"I see the power of corporations growing and the power of politicians actually waning," Lipman said. "Who is really going to benefit the most? It's society and consumers, but they're not going to lobby for it."
When it comes to lobbying, few can outgun the power of the Western States Petroleum Association. WSPA is consistently among the top few lobbyists in California, spending $10.5 million to influence the Legislature in 2007-08. Even with the push for alternative energy options, it's oil that really governs the debate. Relatively inexpensive and easily storable, oil is still king even as gasoline prices hover at $80 a barrel.
"We will never run out of oil, but the question is, can we afford it?" said WSPA spokesperson Tupper Hull. Rising oil prices have helped proponents of alternative energy because the cost spread between gasoline and other energy options has narrowed. But they worry that momentum will be lost if the recession lingers and oil drops in price.

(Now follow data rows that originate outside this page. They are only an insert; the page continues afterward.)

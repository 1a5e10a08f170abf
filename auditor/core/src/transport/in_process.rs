//! In-Process Transport
//!
//! Direct channel-based stand-in for the remote audit service. Used when a
//! service is embedded in the same process, and by tests that need to script
//! exactly which events arrive and when.
//!
//! # Usage
//!
//! ```ignore
//! let (transport, mut server) = InProcessTransport::new_pair(TransportStrategy::Streaming);
//!
//! // Give transport to the selector, then play the service:
//! let job = server.next_job().await.unwrap();
//! job.progress(30, "Scanning pages").await;
//! job.complete(report).await;
//! ```

use std::sync::atomic::{AtomicBool, AtomicUsize, Ordering};
use std::sync::Arc;

use async_trait::async_trait;
use tokio::sync::mpsc;

use crate::events::{ProgressEvent, TransportEvent};
use crate::report::AuditReport;
use crate::request::AuditRequest;

use super::traits::{
    AuditTransport, EventStream, TransportError, TransportStrategy, EVENT_CHANNEL_CAPACITY,
};

/// State shared between the two halves
#[derive(Debug, Default)]
struct Shared {
    refuse_handshake: AtomicBool,
    starts: AtomicUsize,
}

/// Client half, handed to the selector
pub struct InProcessTransport {
    strategy: TransportStrategy,
    jobs_tx: mpsc::Sender<InProcessJob>,
    shared: Arc<Shared>,
}

/// Service half, used to answer jobs
pub struct InProcessServer {
    jobs_rx: mpsc::Receiver<InProcessJob>,
    shared: Arc<Shared>,
}

/// One started request, as seen by the service half
#[derive(Debug)]
pub struct InProcessJob {
    /// The request that was started
    pub request: AuditRequest,
    /// Where to push events for this request
    pub events: mpsc::Sender<TransportEvent>,
}

impl InProcessTransport {
    /// Create a new in-process transport pair
    ///
    /// Returns:
    /// - `InProcessTransport`: give this to the selector
    /// - `InProcessServer`: receives started jobs and answers them
    #[must_use]
    pub fn new_pair(strategy: TransportStrategy) -> (Self, InProcessServer) {
        Self::new_pair_with_capacity(strategy, 16)
    }

    /// Create with custom job queue capacity
    #[must_use]
    pub fn new_pair_with_capacity(
        strategy: TransportStrategy,
        capacity: usize,
    ) -> (Self, InProcessServer) {
        let (jobs_tx, jobs_rx) = mpsc::channel(capacity);
        let shared = Arc::new(Shared::default());

        let transport = Self {
            strategy,
            jobs_tx,
            shared: Arc::clone(&shared),
        };
        (transport, InProcessServer { jobs_rx, shared })
    }
}

#[async_trait]
impl AuditTransport for InProcessTransport {
    fn strategy(&self) -> TransportStrategy {
        self.strategy
    }

    async fn start(&mut self, request: &AuditRequest) -> Result<EventStream, TransportError> {
        self.shared.starts.fetch_add(1, Ordering::SeqCst);

        if self.shared.refuse_handshake.load(Ordering::SeqCst) {
            return Err(TransportError::ConnectionFailed(
                "In-process service refused the handshake".to_string(),
            ));
        }

        let (events_tx, events_rx) = mpsc::channel(EVENT_CHANNEL_CAPACITY);
        let job = InProcessJob {
            request: request.clone(),
            events: events_tx,
        };
        self.jobs_tx
            .send(job)
            .await
            .map_err(|_| TransportError::SendFailed("Service half dropped".to_string()))?;

        Ok(events_rx)
    }
}

impl InProcessServer {
    /// Wait for the next started job
    pub async fn next_job(&mut self) -> Option<InProcessJob> {
        self.jobs_rx.recv().await
    }

    /// Take a started job if one is queued
    pub fn try_next_job(&mut self) -> Option<InProcessJob> {
        self.jobs_rx.try_recv().ok()
    }

    /// Refuse (or accept again) subsequent handshakes
    pub fn set_refuse_handshake(&self, refuse: bool) {
        self.shared.refuse_handshake.store(refuse, Ordering::SeqCst);
    }

    /// How many times the client half tried to start a request
    #[must_use]
    pub fn start_count(&self) -> usize {
        self.shared.starts.load(Ordering::SeqCst)
    }
}

impl InProcessJob {
    /// Push a progress event; returns whether the client is still listening
    pub async fn progress(&self, percent: i64, message: impl Into<String>) -> bool {
        self.send(TransportEvent::Progress(ProgressEvent::new(percent, message)))
            .await
    }

    /// Push the success terminal
    pub async fn complete(&self, report: AuditReport) -> bool {
        self.send(TransportEvent::completed(report)).await
    }

    /// Push a remote failure terminal
    pub async fn fail(&self, message: impl Into<String>) -> bool {
        self.send(TransportEvent::remote_failure(message)).await
    }

    /// Push any event
    pub async fn send(&self, event: TransportEvent) -> bool {
        self.events.send(event).await.is_ok()
    }
}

Proponents of the "peak oil" theory say we are approaching a point at which global oil production will start declining, necessitating a rapid and potentially painful transition to new fuels. But identifying the peak is difficult, complicated by events such as the 2007 discovery of more than 5 billion barrels of oil off the coast of Brazil. The oil field was found under 7,060 feet of water, 10,000 feet of sand, and another 6,600 feet of salt. What the oil industry is ultimately worried about is whether we will hit a point where extracting oil gets so expensive that the cost of oil starts to cripple the global economy. Drilling four miles under the sea isn't cheap.

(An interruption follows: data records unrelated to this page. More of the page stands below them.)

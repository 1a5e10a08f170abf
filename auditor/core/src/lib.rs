//! Auditor Core - Headless Session and Transport Layer for Website Audits
//!
//! This crate owns the lifecycle of a remotely executed website audit:
//! submitting the job, tracking its progress, arbitrating the timeout race and
//! exposing the finished report. It knows nothing about terminals or browsers;
//! a surface drives it and renders what it reports.
//!
//! # Architecture
//!
//! ```text
//! ┌──────────────────────────────────────────────────────────────────┐
//! │                          Surface (CLI)                           │
//! │        submit(url, mode)  ▼              ▲  SessionUpdate         │
//! └───────────────────────────┼──────────────┼───────────────────────┘
//!                             │              │
//! ┌───────────────────────────┼──────────────┼───────────────────────┐
//! │                      AUDITOR CORE        │                       │
//! │  ┌────────────────────────┴──────────────┴─────────────────────┐ │
//! │  │                       AuditDriver                            │ │
//! │  │  ┌────────────┐  ┌────────────┐  ┌──────────┐  ┌──────────┐ │ │
//! │  │  │AuditSession│  │  Progress  │  │  Timer   │  │  Inbox   │ │ │
//! │  │  │  (state)   │  │ Presenter  │  │  (race)  │  │(inputs)  │ │ │
//! │  │  └────────────┘  └────────────┘  └──────────┘  └────▲─────┘ │ │
//! │  └──────────────────────────────────────────────────────┼──────┘ │
//! │  ┌──────────────────────────────────────────────────────┴──────┐ │
//! │  │        TransportSelector  (Streaming ─▶ Polling, once)       │ │
//! │  │     WebSocketChannel      HttpPollingChannel   InProcess     │ │
//! │  └─────────────────────────────────────────────────────────────┘ │
//! └──────────────────────────────────────────────────────────────────┘
//! ```
//!
//! # Key Types
//!
//! - [`AuditDriver`]: The single state-machine driver a surface talks to
//! - [`AuditSession`]: Pure state machine for one audit attempt at a time
//! - [`TransportSelector`]: Streaming/polling selection with permanent fallback
//! - [`AuditReport`]: Terminal payload, tolerant of missing or unknown fields
//! - [`SessionUpdate`]: Messages sent from the driver to the surface
//!
//! # Quick Start
//!
//! ```ignore
//! use auditor_core::{load_config, transport::create_selector, AuditDriver, AuditMode};
//! use tokio::sync::mpsc;
//!
//! #[tokio::main(flavor = "current_thread")]
//! async fn main() -> anyhow::Result<()> {
//!     let config = load_config()?;
//!     let selector = create_selector(&config.transport)?;
//!     let (tx, mut rx) = mpsc::unbounded_channel();
//!     let mut driver = AuditDriver::new(selector, config.session_timeout, tx);
//!
//!     let outcome = driver.run_attempt("example.com", AuditMode::Desktop).await?;
//!     while let Ok(update) = rx.try_recv() {
//!         // Render update
//!     }
//!     if let Some(rendered) = driver.rendered() {
//!         println!("{rendered}");
//!     }
//!     Ok(())
//! }
//! ```
//!
//! # Module Overview
//!
//! - [`config`]: TOML/environment/CLI configuration loading
//! - [`driver`]: The driver that owns the session, timer and transports
//! - [`error`]: Audit error taxonomy
//! - [`events`]: Inputs flowing into the driver (transport events, timeouts)
//! - [`export`]: Tabular, document and JSON exports of the stored report
//! - [`messages`]: Updates flowing out of the driver to the surface
//! - [`progress`]: Progress presentation
//! - [`render`]: Report rendering into category views
//! - [`report`]: Report data model
//! - [`request`]: Audit request and mode
//! - [`session`]: Audit session state machine
//! - [`transport`]: Streaming, polling and in-process transports

#![deny(missing_docs)]
#![deny(clippy::all)]
#![warn(clippy::pedantic)]
#![allow(clippy::module_name_repetitions)]

pub mod config;
pub mod driver;
pub mod error;
pub mod events;
pub mod export;
pub mod messages;
pub mod progress;
pub mod render;
pub mod report;
pub mod request;
pub mod session;
pub mod transport;

// Re-exports for convenience
pub use driver::AuditDriver;
pub use error::AuditError;
pub use events::{ProgressEvent, SessionInput, TransportEvent};
pub use export::{export, ExportError, ExportFormat, ExportOptions};
pub use messages::{NotifyLevel, SessionUpdate};
pub use progress::{ProgressDisplay, ProgressPhase, ProgressPresenter};
pub use render::{render, CategoryView, MetricView, RenderedReport, SummaryView};
pub use report::{AuditReport, Category, CategoryResult};
pub use request::{AuditMode, AuditRequest};
pub use session::{AttemptId, AttemptOutcome, AttemptTicket, AuditSession, SessionState};
pub use transport::{
    AuditTransport, EventStream, TransportConfig, TransportError, TransportSelector,
    TransportStrategy,
};

// Config exports
pub use config::{
    default_config_path, load_config, load_config_from_path, AuditorConfig, AuditorToml,
    ConfigError, ConfigOverrides, ConfigSource,
};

In an e-mail exchange about Chevron's AC transit hydrogen fueling station, Chevron spokesperson Brent Tippen wrote, "Hydrogen has potential as a transportation fuel in the long term, but significant technical and economic obstacles prevent it from being a widespread commercial fuel option right now."
Levin is cautiously optimistic that it could be the gas companies like Linde and Praxair, and not the oil companies, that carry the hydrogen torch forward.
After a brief ride in a hydrogen fuel cell bus, Levin noted how quiet they are. At one point, he bought Tibetan bells and had them welded to the bus so it would be audible as it moved, but there wasn't enough vibration to make them ring.
Therein lies Levin's dream: a quiet, nonemitting vehicle for public transportation. And maybe even someday an entire society running on a clean, renewable, domestic fuel source. But for now he'll start with what he's got: a $2.5 million bus that emits water from the tailpipe and doesn't make any noise.